Content starts

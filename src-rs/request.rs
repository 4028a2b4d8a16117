use url::form_urlencoded;

use crate::params::MapRequestParams;
use crate::shape::Dimensions;

pub const STATIC_MAPS_ENDPOINT: &str = "https://maps.googleapis.com/maps/api/staticmap";

/// Static maps always asks for 2x pixel density.
pub const MAP_SCALE: u32 = 2;

/// A GET request against the Static Maps API. Query values are kept
/// decoded; [`MapRequest::url`] encodes them.
#[derive(Debug, Clone, PartialEq, Eq)]
pub struct MapRequest {
    pub endpoint: String,
    pub query: Vec<(String, String)>,
}

impl MapRequest {
    pub fn url(&self) -> String {
        let query = form_urlencoded::Serializer::new(String::new())
            .extend_pairs(self.query.iter())
            .finish();
        format!("{}?{query}", self.endpoint)
    }

    pub fn param(&self, name: &str) -> Option<&str> {
        self.query
            .iter()
            .find(|(key, _)| key == name)
            .map(|(_, value)| value.as_str())
    }
}

pub fn build(params: &MapRequestParams, size: Dimensions, style_fragment: &str) -> MapRequest {
    build_with_endpoint(STATIC_MAPS_ENDPOINT, params, size, style_fragment)
}

pub fn build_with_endpoint(
    endpoint: &str,
    params: &MapRequestParams,
    size: Dimensions,
    style_fragment: &str,
) -> MapRequest {
    let mut query = vec![
        ("center".to_string(), params.location.clone()),
        ("zoom".to_string(), params.zoom_level.to_string()),
        ("size".to_string(), format!("{}x{}", size.width, size.height)),
        ("scale".to_string(), MAP_SCALE.to_string()),
        ("maptype".to_string(), params.map_type.as_query().to_string()),
    ];
    if params.include_pin {
        query.push((
            "markers".to_string(),
            format!("color:red|{}", params.location),
        ));
    }
    query.extend(
        form_urlencoded::parse(style_fragment.as_bytes())
            .map(|(key, value)| (key.into_owned(), value.into_owned())),
    );
    query.push(("key".to_string(), params.api_key.clone()));

    MapRequest {
        endpoint: endpoint.to_string(),
        query,
    }
}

Content ends

The problem:
Everything in the records is to be copied exactly.

Expected answer:
filename src-rs/request.rs
repository 4028a2b4d8a16117
use url::form_urlencoded;

use crate::params::MapRequestParams;
use crate::shape::Dimensions;

pub const STATIC_MAPS_ENDPOINT: &str = "https://maps.googleapis.com/maps/api/staticmap";

/// Static maps always asks for 2x pixel density.
pub const MAP_SCALE: u32 = 2;

/// A GET request against the Static Maps API. Query values are kept
/// decoded; [`MapRequest::url`] encodes them.
#[derive(Debug, Clone, PartialEq, Eq)]
pub struct MapRequest {
    pub endpoint: String,
    pub query: Vec<(String, String)>,
}

impl MapRequest {
    pub fn url(&self) -> String {
        let query = form_urlencoded::Serializer::new(String::new())
            .extend_pairs(self.query.iter())
            .finish();
        format!("{}?{query}", self.endpoint)
    }

    pub fn param(&self, name: &str) -> Option<&str> {
        self.query
            .iter()
            .find(|(key, _)| key == name)
            .map(|(_, value)| value.as_str())
    }
}

pub fn build(params: &MapRequestParams, size: Dimensions, style_fragment: &str) -> MapRequest {
    build_with_endpoint(STATIC_MAPS_ENDPOINT, params, size, style_fragment)
}

pub fn build_with_endpoint(
    endpoint: &str,
    params: &MapRequestParams,
    size: Dimensions,
    style_fragment: &str,
) -> MapRequest {
    let mut query = vec![
        ("center".to_string(), params.location.clone()),
        ("zoom".to_string(), params.zoom_level.to_string()),
        ("size".to_string(), format!("{}x{}", size.width, size.height)),
        ("scale".to_string(), MAP_SCALE.to_string()),
        ("maptype".to_string(), params.map_type.as_query().to_string()),
    ];
    if params.include_pin {
        query.push((
            "markers".to_string(),
            format!("color:red|{}", params.location),
        ));
    }
    query.extend(
        form_urlencoded::parse(style_fragment.as_bytes())
            .map(|(key, value)| (key.into_owned(), value.into_owned())),
    );
    query.push(("key".to_string(), params.api_key.clone()));

    MapRequest {
        endpoint: endpoint.to_string(),
        query,
    }
}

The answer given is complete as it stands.